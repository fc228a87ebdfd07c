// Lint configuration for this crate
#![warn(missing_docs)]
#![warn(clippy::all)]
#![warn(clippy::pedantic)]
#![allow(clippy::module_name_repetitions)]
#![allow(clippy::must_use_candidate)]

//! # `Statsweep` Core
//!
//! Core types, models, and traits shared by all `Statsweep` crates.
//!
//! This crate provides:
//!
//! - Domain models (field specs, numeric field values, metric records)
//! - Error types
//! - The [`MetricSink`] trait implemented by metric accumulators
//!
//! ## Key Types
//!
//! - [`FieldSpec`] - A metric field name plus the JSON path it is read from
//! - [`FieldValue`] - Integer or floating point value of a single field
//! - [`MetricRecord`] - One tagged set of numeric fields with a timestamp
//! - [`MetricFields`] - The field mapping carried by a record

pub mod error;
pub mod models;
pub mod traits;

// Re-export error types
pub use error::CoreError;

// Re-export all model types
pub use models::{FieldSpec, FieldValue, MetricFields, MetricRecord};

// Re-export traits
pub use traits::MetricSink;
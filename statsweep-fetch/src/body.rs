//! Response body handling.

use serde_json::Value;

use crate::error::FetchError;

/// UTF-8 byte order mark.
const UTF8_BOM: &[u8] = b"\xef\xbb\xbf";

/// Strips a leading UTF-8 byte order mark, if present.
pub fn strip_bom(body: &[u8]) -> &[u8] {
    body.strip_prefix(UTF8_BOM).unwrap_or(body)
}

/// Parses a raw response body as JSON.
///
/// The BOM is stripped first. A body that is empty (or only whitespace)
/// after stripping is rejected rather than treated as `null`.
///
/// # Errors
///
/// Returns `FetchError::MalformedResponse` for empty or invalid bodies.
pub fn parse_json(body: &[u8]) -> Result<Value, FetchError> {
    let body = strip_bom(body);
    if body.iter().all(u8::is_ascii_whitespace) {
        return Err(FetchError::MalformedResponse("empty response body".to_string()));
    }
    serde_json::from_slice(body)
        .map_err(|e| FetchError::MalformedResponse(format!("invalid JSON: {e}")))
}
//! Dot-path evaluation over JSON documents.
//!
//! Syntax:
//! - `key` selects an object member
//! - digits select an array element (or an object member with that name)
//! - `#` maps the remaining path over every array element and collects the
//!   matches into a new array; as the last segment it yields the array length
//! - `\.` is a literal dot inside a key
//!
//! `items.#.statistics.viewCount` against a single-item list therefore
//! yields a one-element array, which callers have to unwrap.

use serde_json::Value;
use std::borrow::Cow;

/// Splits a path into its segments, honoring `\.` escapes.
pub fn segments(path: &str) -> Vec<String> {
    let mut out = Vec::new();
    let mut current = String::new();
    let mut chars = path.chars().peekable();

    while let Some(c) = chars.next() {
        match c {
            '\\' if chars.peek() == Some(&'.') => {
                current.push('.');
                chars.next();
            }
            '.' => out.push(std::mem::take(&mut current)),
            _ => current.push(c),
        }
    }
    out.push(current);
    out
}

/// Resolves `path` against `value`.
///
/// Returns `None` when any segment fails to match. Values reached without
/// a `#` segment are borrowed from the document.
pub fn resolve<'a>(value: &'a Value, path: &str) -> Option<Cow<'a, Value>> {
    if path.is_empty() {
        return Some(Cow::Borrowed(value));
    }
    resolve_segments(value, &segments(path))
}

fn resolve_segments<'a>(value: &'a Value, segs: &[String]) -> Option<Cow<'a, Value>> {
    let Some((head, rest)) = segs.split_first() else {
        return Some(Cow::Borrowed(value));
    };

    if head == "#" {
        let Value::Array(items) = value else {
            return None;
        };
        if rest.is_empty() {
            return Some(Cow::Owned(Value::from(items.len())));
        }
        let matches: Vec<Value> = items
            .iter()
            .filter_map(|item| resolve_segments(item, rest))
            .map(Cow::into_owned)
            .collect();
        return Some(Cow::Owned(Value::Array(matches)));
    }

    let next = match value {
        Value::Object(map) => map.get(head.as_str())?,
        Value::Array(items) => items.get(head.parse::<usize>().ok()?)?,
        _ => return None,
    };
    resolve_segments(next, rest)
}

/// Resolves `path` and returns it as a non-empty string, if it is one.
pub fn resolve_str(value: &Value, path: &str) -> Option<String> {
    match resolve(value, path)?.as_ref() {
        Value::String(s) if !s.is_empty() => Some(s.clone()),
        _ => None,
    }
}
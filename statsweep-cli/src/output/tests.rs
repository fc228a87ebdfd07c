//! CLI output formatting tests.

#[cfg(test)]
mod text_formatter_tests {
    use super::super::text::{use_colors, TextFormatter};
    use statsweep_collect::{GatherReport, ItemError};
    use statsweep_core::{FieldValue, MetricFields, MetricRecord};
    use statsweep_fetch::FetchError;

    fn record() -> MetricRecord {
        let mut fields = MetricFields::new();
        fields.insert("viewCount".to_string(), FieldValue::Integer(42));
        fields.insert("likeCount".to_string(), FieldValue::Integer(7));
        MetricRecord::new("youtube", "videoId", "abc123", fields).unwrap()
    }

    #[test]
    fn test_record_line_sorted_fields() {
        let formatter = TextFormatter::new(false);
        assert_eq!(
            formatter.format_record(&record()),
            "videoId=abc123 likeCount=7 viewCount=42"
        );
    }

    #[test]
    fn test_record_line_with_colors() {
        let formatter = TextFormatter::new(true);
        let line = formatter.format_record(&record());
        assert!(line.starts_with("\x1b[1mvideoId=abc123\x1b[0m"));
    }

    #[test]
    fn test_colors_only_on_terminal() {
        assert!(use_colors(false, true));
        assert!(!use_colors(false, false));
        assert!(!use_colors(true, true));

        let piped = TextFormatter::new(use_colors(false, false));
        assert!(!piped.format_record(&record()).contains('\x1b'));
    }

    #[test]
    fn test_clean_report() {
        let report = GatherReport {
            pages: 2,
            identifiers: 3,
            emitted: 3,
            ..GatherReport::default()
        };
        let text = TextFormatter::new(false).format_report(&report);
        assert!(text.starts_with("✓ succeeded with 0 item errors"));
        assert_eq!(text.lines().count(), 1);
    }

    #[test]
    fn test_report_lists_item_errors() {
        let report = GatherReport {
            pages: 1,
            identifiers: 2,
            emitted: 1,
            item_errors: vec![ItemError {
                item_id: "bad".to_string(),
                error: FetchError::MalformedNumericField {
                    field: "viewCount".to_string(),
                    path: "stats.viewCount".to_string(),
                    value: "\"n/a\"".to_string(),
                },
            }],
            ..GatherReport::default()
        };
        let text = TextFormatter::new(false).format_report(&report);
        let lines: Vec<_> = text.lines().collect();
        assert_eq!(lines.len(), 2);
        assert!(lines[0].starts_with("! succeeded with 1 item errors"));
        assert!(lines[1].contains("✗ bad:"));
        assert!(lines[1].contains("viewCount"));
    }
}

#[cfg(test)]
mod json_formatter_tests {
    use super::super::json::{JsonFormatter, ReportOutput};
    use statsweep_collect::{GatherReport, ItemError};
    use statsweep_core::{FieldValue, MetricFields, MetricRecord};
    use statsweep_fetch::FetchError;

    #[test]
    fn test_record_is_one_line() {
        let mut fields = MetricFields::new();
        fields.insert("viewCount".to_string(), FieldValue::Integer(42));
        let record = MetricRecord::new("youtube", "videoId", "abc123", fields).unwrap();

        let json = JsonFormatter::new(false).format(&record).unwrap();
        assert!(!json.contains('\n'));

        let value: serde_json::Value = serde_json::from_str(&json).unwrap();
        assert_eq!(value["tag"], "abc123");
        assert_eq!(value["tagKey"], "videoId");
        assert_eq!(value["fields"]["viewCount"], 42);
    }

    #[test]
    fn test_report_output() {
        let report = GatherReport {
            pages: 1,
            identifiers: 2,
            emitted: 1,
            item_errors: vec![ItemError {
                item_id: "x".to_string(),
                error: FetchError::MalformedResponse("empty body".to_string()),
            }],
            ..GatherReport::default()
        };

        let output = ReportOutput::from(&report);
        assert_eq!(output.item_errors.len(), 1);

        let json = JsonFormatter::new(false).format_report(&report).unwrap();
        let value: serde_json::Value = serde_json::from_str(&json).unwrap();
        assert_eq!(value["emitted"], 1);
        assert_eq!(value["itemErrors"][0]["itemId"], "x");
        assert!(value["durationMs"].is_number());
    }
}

* * *

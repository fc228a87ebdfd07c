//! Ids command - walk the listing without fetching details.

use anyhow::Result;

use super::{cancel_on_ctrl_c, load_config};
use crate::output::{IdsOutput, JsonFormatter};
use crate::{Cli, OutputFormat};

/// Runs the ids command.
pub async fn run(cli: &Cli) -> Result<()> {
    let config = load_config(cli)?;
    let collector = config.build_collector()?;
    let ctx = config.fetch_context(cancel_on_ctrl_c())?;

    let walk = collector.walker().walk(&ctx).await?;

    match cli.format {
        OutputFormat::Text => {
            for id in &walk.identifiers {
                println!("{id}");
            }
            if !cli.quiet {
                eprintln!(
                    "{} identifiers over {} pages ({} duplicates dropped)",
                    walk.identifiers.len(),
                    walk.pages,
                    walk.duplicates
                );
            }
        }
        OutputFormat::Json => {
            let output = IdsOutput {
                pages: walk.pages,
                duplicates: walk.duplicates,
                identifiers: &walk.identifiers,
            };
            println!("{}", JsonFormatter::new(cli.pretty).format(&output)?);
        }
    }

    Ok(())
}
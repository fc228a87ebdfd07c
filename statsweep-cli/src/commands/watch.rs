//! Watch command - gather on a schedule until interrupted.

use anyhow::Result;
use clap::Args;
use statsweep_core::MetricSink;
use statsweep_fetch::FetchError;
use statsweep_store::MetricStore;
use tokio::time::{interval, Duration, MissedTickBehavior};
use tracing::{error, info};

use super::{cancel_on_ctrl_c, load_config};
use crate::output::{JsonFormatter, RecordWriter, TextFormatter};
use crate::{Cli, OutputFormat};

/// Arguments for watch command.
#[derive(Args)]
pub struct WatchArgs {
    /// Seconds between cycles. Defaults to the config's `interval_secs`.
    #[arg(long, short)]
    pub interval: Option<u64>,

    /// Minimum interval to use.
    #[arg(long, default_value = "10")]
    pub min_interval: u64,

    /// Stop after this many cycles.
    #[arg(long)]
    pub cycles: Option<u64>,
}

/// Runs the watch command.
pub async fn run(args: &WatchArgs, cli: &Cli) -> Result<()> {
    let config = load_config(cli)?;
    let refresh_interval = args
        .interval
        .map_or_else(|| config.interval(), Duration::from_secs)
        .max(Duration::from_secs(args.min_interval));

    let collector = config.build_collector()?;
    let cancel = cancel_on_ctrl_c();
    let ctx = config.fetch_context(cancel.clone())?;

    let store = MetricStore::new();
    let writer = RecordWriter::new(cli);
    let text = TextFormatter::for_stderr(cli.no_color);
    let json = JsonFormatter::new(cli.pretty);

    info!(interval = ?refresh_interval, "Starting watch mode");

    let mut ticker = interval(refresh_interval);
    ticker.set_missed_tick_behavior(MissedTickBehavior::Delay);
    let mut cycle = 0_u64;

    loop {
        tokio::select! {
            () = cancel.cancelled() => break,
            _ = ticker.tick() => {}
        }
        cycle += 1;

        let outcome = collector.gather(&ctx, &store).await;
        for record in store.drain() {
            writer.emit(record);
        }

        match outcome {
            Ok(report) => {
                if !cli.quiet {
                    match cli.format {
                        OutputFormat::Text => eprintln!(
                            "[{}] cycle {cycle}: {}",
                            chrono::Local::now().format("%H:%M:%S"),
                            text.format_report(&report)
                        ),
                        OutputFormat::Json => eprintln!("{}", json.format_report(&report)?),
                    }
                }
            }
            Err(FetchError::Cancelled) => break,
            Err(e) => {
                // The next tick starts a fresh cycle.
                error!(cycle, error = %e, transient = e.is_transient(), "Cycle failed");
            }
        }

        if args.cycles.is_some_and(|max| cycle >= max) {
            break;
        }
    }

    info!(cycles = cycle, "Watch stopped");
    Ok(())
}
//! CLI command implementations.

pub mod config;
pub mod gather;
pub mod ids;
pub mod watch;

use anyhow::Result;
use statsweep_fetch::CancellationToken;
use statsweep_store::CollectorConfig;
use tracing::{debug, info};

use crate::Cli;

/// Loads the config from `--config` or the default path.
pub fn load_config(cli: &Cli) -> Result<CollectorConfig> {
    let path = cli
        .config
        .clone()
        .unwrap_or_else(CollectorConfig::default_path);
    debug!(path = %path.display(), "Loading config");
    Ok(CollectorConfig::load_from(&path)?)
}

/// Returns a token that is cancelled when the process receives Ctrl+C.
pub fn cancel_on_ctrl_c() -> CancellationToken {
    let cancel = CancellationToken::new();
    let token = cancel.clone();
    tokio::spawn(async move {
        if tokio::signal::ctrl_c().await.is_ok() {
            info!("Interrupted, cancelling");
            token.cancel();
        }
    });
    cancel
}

_WORK TASK_: Locate the word "after" in the records above, and return each line that has it.

_SOLUTION_:
/// after stripping is rejected rather than treated as `null`.
    /// Stop after this many cycles.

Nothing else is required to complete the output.